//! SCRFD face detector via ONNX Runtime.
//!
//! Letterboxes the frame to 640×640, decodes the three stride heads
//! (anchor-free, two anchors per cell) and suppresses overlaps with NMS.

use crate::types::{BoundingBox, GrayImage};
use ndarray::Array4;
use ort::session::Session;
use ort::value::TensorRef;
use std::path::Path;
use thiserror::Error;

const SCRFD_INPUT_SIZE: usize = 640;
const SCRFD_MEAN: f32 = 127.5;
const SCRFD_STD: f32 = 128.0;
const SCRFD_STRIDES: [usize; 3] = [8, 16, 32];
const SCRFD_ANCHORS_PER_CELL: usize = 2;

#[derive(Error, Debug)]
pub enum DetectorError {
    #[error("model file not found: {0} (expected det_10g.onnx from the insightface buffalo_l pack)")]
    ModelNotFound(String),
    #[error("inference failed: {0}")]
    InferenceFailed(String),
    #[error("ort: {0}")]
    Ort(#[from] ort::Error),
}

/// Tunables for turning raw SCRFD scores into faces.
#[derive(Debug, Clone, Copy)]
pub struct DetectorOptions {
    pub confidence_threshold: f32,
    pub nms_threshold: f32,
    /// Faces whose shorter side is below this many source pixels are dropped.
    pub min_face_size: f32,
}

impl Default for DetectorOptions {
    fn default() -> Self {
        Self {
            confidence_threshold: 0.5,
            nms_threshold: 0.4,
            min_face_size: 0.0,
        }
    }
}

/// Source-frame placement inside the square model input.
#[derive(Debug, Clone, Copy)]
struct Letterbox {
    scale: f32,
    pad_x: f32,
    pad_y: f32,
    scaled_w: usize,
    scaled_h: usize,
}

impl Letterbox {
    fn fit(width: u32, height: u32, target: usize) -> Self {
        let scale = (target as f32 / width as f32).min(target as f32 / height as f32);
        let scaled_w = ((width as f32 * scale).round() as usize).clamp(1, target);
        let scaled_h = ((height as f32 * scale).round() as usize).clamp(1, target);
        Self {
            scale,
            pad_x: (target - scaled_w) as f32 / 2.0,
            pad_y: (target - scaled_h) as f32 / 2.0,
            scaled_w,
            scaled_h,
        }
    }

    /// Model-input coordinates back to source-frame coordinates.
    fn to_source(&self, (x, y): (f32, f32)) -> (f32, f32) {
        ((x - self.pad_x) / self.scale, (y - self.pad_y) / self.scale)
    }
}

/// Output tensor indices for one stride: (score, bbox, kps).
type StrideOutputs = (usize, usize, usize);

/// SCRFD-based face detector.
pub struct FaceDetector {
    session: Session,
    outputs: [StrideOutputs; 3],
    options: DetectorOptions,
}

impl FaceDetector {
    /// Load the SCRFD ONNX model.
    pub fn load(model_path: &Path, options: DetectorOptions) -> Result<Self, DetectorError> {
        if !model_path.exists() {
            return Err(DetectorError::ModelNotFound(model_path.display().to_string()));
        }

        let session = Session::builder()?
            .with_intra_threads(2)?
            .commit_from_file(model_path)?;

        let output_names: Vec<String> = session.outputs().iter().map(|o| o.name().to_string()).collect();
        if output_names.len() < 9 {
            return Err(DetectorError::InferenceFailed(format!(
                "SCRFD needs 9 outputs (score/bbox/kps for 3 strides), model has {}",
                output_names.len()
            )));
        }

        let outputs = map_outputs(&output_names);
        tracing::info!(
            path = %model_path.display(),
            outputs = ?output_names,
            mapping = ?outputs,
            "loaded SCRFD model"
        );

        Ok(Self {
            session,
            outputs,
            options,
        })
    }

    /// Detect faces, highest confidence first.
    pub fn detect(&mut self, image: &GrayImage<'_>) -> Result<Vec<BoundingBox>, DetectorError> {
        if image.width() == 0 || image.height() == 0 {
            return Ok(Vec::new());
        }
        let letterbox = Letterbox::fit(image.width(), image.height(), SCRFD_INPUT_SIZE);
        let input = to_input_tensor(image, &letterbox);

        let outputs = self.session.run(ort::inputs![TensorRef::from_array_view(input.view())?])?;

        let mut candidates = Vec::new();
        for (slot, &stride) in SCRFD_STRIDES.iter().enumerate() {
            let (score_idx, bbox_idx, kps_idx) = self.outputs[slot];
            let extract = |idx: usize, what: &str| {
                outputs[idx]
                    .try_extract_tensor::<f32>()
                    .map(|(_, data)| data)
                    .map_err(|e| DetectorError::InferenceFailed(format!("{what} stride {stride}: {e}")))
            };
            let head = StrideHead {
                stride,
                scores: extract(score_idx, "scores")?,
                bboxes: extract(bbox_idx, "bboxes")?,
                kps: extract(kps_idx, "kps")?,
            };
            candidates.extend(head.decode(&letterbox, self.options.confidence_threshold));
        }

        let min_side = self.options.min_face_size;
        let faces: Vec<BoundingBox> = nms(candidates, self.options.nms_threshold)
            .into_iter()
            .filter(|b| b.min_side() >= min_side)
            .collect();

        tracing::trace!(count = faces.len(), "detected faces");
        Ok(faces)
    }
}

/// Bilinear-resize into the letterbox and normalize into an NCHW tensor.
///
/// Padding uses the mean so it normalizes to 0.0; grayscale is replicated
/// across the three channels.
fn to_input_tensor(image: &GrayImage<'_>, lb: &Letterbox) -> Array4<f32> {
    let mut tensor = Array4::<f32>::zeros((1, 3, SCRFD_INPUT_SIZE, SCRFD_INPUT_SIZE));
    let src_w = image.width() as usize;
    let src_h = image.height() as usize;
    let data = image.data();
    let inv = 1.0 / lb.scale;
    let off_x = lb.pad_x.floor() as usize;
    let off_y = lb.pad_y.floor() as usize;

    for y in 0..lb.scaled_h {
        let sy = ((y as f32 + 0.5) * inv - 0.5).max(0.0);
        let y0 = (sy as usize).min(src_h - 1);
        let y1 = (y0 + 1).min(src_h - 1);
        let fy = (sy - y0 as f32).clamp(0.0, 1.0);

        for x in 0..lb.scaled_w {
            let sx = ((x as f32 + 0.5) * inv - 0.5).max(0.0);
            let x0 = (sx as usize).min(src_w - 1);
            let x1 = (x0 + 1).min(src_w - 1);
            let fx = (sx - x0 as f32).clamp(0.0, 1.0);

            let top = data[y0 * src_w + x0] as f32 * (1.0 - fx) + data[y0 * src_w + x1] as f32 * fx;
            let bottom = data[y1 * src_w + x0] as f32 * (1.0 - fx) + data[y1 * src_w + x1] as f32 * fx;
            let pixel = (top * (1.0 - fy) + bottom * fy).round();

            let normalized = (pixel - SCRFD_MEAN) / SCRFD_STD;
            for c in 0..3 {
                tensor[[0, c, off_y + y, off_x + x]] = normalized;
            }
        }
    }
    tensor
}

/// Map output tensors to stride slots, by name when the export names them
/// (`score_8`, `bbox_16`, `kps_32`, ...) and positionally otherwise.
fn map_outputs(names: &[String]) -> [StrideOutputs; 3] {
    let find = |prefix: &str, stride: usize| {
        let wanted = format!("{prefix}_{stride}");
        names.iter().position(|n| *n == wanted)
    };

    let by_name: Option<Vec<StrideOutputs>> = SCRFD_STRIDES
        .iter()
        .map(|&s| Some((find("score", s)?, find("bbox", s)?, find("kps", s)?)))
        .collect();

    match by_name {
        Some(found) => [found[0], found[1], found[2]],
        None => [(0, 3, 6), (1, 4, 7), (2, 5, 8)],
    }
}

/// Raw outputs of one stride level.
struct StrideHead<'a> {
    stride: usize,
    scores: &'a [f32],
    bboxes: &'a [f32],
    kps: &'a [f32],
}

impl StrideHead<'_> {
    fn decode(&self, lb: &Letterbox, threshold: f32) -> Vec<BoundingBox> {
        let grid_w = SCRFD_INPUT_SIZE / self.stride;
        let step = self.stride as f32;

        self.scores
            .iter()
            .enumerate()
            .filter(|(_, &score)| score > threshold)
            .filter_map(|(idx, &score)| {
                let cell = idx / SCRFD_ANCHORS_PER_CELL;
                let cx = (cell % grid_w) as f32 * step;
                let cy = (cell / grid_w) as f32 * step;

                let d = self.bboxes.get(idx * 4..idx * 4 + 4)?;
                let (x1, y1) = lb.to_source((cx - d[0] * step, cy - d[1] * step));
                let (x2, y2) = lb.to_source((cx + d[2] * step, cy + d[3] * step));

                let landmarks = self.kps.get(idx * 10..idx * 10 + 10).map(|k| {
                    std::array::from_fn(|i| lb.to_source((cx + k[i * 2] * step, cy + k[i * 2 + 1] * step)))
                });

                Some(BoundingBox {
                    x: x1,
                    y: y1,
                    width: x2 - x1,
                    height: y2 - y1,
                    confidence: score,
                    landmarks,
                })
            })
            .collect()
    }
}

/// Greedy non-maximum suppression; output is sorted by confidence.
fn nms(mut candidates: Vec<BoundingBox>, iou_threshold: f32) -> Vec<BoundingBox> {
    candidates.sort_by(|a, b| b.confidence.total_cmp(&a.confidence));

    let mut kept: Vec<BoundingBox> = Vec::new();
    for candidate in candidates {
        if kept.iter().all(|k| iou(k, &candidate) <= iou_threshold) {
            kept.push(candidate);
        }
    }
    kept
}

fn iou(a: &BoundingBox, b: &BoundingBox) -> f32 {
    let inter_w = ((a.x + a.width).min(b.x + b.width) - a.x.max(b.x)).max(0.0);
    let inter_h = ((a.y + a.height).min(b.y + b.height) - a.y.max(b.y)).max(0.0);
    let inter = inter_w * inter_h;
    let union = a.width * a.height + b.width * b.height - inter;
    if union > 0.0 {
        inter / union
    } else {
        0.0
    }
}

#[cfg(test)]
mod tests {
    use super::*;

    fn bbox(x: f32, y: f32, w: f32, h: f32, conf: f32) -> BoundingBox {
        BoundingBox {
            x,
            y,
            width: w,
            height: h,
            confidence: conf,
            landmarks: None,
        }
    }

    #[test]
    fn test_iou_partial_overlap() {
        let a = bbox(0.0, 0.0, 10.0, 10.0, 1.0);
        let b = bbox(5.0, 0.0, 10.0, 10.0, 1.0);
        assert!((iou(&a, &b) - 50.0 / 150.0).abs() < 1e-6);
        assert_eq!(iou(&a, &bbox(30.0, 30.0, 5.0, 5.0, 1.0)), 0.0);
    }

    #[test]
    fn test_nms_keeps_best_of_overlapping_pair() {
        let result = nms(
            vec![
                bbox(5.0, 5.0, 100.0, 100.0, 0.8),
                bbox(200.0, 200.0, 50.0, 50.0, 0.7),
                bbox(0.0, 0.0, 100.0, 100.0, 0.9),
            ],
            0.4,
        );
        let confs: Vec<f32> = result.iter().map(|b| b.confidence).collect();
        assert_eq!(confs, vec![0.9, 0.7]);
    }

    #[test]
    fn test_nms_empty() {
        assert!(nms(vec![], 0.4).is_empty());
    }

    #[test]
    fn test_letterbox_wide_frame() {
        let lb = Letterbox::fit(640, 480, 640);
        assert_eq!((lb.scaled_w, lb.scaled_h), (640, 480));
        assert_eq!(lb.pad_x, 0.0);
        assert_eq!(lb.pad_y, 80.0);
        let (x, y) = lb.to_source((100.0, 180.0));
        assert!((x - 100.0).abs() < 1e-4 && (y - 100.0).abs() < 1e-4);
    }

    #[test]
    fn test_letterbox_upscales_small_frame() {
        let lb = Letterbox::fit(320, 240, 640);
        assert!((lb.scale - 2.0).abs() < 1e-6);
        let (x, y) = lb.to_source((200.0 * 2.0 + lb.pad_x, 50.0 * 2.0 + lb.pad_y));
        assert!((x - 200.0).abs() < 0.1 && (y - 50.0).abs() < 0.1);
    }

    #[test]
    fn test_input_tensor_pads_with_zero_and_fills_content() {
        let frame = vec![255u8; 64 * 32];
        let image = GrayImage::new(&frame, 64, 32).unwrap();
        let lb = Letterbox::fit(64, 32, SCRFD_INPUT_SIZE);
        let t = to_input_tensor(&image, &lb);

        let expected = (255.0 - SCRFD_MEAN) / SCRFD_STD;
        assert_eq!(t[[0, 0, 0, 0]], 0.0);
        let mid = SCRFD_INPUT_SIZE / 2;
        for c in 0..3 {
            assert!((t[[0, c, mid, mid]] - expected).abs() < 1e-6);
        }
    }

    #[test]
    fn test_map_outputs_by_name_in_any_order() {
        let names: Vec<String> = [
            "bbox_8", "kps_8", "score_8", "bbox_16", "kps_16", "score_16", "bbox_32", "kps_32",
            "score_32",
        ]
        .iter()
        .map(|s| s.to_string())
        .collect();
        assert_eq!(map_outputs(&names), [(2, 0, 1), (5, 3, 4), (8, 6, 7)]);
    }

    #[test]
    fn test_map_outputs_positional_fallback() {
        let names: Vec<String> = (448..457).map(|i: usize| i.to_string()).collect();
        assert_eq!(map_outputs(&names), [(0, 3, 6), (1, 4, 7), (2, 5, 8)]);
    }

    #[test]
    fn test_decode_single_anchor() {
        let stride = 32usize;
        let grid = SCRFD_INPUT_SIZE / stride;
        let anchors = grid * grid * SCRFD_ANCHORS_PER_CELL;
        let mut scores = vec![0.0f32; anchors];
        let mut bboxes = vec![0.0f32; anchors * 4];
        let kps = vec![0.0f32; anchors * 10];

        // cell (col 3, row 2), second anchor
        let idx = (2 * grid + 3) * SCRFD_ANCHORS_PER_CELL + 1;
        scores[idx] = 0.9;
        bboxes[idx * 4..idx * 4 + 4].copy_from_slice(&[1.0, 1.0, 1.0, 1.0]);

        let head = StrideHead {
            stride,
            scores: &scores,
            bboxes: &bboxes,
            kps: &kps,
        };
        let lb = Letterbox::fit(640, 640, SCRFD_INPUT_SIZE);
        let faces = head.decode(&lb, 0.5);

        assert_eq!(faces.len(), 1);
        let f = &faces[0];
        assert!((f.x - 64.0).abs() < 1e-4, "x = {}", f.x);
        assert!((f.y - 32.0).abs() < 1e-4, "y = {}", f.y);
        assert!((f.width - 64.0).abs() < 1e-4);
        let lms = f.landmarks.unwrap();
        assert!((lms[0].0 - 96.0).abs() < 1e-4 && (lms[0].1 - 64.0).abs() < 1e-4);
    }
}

### Exercise description:
Look over the records. Copy the lines that include the word "ModelNotFound".

### Result below:
    ModelNotFound(String),
            return Err(DetectorError::ModelNotFound(model_path.display().to_string()));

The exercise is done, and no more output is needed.